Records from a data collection

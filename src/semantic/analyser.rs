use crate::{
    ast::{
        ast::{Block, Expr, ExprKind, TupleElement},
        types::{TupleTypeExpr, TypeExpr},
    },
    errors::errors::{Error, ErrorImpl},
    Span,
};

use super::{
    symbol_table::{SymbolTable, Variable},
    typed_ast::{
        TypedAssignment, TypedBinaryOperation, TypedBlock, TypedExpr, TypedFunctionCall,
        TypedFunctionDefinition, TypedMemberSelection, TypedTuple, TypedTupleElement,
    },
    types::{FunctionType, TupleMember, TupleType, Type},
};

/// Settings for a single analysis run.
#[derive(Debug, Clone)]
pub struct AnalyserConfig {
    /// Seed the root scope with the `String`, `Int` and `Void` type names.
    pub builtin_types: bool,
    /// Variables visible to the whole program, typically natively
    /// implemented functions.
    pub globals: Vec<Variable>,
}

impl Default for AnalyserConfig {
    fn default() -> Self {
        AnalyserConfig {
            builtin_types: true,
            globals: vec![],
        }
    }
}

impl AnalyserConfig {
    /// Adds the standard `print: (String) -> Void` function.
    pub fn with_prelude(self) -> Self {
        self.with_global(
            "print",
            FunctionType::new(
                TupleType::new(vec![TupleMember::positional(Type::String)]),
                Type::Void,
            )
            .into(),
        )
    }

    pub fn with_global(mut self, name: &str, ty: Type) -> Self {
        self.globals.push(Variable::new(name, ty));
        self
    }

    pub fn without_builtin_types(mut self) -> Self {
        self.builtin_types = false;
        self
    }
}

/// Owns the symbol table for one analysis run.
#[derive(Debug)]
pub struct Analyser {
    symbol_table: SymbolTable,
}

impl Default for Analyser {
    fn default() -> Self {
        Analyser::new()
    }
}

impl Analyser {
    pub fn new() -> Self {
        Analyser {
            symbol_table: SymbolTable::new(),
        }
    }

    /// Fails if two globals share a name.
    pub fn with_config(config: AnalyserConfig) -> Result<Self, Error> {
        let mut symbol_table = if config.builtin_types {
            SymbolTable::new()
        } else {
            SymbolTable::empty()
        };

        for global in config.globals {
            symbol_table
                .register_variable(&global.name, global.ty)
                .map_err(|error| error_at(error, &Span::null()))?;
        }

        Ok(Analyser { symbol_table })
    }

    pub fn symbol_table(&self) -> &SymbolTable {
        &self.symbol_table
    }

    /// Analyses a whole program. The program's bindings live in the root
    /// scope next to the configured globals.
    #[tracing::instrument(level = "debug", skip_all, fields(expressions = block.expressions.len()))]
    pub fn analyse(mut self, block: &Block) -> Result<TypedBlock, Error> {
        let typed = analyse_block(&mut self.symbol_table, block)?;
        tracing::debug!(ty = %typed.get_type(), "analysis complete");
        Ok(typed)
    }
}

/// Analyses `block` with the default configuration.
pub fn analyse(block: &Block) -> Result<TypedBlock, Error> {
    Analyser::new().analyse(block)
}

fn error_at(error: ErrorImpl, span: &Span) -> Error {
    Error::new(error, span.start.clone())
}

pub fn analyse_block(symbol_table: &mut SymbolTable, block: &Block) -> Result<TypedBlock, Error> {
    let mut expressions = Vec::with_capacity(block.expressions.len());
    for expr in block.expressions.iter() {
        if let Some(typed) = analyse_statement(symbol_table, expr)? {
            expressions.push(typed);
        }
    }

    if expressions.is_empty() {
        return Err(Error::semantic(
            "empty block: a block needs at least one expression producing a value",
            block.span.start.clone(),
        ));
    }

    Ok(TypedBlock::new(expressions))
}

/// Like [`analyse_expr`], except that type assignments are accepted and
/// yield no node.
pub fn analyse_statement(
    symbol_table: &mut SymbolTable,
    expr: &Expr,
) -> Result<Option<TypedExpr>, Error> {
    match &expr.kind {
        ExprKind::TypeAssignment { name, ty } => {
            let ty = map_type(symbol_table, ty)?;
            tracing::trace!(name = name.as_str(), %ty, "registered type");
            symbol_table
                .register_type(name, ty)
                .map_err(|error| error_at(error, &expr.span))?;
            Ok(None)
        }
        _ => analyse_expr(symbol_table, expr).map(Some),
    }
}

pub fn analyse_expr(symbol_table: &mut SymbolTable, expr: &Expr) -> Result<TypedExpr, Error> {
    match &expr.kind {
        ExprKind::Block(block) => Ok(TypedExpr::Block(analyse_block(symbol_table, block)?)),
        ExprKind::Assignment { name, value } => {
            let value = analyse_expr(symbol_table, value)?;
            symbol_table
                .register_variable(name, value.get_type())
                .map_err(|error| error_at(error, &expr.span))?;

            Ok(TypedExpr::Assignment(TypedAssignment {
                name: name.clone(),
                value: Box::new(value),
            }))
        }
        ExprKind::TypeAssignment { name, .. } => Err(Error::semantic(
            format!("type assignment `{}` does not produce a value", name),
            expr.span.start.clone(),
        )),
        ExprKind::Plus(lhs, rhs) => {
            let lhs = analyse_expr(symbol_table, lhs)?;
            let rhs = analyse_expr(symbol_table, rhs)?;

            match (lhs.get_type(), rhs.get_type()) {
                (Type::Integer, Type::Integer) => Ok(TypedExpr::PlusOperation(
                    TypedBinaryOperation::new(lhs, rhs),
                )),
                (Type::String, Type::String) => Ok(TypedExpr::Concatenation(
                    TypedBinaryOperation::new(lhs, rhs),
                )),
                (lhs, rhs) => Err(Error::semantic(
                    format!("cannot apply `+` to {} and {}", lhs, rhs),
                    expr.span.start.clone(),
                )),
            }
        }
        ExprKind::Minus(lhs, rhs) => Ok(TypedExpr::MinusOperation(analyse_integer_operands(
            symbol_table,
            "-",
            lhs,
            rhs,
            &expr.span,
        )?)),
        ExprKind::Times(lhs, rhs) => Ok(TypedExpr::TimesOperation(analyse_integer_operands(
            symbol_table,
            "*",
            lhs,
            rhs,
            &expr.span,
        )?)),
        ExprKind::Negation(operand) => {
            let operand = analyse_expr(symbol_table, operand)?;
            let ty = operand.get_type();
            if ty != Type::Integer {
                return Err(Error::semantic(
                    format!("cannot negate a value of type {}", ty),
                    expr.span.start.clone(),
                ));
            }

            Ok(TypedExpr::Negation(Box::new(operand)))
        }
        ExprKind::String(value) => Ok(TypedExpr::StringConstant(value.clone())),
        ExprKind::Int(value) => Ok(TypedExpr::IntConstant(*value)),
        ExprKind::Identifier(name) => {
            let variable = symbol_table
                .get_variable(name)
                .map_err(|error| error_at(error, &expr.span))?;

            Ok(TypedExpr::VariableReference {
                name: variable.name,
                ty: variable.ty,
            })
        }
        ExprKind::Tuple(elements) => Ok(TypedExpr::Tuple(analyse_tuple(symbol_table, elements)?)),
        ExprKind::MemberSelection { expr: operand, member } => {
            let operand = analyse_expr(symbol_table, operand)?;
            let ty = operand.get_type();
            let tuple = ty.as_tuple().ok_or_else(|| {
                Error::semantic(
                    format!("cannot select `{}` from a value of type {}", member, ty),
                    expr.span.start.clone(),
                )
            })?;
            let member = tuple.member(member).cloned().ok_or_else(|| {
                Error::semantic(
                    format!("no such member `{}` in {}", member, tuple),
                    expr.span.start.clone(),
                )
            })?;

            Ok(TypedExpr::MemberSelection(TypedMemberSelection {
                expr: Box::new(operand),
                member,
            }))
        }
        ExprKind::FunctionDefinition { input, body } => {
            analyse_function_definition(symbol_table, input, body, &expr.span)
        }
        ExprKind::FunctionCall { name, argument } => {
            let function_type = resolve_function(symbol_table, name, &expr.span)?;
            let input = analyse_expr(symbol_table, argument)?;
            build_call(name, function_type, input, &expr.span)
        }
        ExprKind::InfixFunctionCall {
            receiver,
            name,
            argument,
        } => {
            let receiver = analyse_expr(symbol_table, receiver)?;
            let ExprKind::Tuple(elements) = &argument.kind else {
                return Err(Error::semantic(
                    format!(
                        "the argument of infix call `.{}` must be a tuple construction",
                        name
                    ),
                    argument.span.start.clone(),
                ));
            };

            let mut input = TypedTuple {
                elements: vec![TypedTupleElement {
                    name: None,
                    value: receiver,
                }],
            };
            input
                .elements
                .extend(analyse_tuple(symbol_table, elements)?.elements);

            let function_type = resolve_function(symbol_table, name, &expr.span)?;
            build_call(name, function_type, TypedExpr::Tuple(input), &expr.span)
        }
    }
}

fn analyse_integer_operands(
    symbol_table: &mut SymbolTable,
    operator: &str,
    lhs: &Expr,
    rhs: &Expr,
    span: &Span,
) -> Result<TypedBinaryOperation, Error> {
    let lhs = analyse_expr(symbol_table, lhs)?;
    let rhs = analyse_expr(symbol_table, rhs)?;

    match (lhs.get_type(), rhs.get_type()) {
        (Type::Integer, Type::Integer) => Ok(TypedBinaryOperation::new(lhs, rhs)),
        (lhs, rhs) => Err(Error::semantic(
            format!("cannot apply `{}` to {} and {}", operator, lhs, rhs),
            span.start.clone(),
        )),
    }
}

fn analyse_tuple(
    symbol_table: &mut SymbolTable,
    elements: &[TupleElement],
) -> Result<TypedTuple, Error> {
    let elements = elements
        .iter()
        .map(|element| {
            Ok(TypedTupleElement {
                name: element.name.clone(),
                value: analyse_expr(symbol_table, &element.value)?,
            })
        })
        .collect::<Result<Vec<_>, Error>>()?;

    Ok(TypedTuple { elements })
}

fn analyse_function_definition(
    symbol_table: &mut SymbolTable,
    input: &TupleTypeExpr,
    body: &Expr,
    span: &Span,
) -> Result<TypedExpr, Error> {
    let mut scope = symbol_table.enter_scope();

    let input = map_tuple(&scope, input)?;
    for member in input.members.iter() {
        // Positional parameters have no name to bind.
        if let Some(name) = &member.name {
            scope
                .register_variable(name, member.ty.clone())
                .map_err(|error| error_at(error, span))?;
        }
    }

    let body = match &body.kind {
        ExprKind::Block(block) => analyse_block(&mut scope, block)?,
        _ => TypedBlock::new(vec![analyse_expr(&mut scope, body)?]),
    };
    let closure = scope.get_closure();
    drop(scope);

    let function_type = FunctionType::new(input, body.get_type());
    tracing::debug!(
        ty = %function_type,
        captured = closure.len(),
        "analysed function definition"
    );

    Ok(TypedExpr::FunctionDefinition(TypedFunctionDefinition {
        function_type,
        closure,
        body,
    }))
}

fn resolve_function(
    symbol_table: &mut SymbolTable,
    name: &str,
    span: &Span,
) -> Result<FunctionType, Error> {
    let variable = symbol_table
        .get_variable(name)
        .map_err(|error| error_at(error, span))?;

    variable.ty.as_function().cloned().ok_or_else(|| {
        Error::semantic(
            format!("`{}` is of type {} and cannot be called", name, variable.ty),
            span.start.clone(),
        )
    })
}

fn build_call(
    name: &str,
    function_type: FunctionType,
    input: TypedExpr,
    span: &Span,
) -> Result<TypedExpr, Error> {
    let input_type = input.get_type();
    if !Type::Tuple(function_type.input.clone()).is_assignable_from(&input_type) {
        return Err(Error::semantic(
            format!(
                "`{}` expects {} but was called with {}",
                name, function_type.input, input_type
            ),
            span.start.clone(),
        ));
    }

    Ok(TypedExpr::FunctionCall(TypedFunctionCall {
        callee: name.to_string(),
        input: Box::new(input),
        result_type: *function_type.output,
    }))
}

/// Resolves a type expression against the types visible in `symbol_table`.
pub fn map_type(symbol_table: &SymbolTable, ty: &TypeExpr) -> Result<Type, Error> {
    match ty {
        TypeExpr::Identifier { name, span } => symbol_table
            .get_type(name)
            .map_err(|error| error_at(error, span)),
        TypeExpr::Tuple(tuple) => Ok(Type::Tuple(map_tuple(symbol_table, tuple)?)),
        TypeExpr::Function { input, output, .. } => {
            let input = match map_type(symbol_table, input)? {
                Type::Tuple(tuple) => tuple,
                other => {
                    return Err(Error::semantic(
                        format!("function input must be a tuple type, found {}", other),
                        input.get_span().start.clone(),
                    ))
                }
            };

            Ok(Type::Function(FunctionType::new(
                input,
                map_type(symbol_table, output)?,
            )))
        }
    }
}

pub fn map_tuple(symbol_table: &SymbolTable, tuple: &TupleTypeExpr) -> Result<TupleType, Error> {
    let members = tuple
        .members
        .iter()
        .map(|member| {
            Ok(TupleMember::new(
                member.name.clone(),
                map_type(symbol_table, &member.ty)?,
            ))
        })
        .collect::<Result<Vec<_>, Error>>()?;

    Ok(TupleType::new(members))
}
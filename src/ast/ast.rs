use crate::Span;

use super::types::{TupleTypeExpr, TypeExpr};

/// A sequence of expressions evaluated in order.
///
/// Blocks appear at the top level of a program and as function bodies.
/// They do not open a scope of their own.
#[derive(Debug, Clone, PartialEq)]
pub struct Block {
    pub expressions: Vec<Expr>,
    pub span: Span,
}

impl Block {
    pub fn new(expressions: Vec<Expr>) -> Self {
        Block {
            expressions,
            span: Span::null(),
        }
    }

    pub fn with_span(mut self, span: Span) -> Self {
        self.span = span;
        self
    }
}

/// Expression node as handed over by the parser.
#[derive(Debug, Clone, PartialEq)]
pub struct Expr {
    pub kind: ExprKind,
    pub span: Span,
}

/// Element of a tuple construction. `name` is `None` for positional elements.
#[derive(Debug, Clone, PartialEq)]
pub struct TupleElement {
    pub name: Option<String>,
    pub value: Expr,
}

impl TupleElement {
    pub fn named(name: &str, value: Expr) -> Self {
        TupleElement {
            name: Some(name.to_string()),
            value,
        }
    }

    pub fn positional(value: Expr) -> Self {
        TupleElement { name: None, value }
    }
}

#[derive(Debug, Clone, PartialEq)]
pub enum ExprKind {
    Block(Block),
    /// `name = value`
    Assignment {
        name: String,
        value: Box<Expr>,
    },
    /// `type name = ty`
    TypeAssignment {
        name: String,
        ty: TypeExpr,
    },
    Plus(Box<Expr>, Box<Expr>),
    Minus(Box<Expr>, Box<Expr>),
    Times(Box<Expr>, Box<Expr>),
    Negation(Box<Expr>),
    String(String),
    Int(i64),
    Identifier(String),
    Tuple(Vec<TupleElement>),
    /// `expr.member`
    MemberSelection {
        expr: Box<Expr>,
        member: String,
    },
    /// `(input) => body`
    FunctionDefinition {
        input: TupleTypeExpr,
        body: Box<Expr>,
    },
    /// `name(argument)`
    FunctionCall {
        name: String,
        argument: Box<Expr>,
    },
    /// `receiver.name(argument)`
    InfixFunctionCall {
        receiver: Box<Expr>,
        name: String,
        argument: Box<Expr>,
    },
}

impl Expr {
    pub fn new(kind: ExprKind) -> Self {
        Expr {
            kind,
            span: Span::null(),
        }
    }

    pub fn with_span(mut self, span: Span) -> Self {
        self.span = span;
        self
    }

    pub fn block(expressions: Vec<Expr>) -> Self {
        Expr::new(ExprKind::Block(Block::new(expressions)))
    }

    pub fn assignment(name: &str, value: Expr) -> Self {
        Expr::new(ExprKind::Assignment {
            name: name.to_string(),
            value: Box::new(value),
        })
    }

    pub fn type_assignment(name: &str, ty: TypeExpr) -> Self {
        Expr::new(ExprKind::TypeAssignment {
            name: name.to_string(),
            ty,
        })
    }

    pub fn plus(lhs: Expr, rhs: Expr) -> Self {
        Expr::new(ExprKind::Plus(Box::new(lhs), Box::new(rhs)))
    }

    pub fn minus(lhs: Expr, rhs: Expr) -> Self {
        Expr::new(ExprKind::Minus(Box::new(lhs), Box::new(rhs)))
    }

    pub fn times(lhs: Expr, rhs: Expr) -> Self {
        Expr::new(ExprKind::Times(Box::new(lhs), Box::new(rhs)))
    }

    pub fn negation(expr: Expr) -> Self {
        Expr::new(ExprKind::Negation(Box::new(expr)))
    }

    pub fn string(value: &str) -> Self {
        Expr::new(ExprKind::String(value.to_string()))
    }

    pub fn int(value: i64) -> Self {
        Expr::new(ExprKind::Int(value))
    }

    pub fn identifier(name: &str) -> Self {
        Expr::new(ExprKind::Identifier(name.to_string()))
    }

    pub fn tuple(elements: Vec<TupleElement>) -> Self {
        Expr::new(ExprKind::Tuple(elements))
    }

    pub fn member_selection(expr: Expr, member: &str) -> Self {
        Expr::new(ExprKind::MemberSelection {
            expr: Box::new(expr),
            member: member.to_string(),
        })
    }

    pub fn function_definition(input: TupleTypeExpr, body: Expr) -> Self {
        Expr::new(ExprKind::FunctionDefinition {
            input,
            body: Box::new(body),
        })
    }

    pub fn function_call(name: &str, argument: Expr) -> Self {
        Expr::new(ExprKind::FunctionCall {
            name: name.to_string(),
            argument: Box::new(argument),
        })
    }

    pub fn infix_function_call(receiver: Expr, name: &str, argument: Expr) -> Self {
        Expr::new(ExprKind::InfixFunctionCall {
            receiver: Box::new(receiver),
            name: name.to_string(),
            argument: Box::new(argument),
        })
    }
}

§ About this exercise
From the entries above, collect every line with the string "FunctionType" in it.

§ Task response
    types::{FunctionType, TupleMember, TupleType, Type},
            FunctionType::new(
    let function_type = FunctionType::new(input, body.get_type());
) -> Result<FunctionType, Error> {
    function_type: FunctionType,
            Ok(Type::Function(FunctionType::new(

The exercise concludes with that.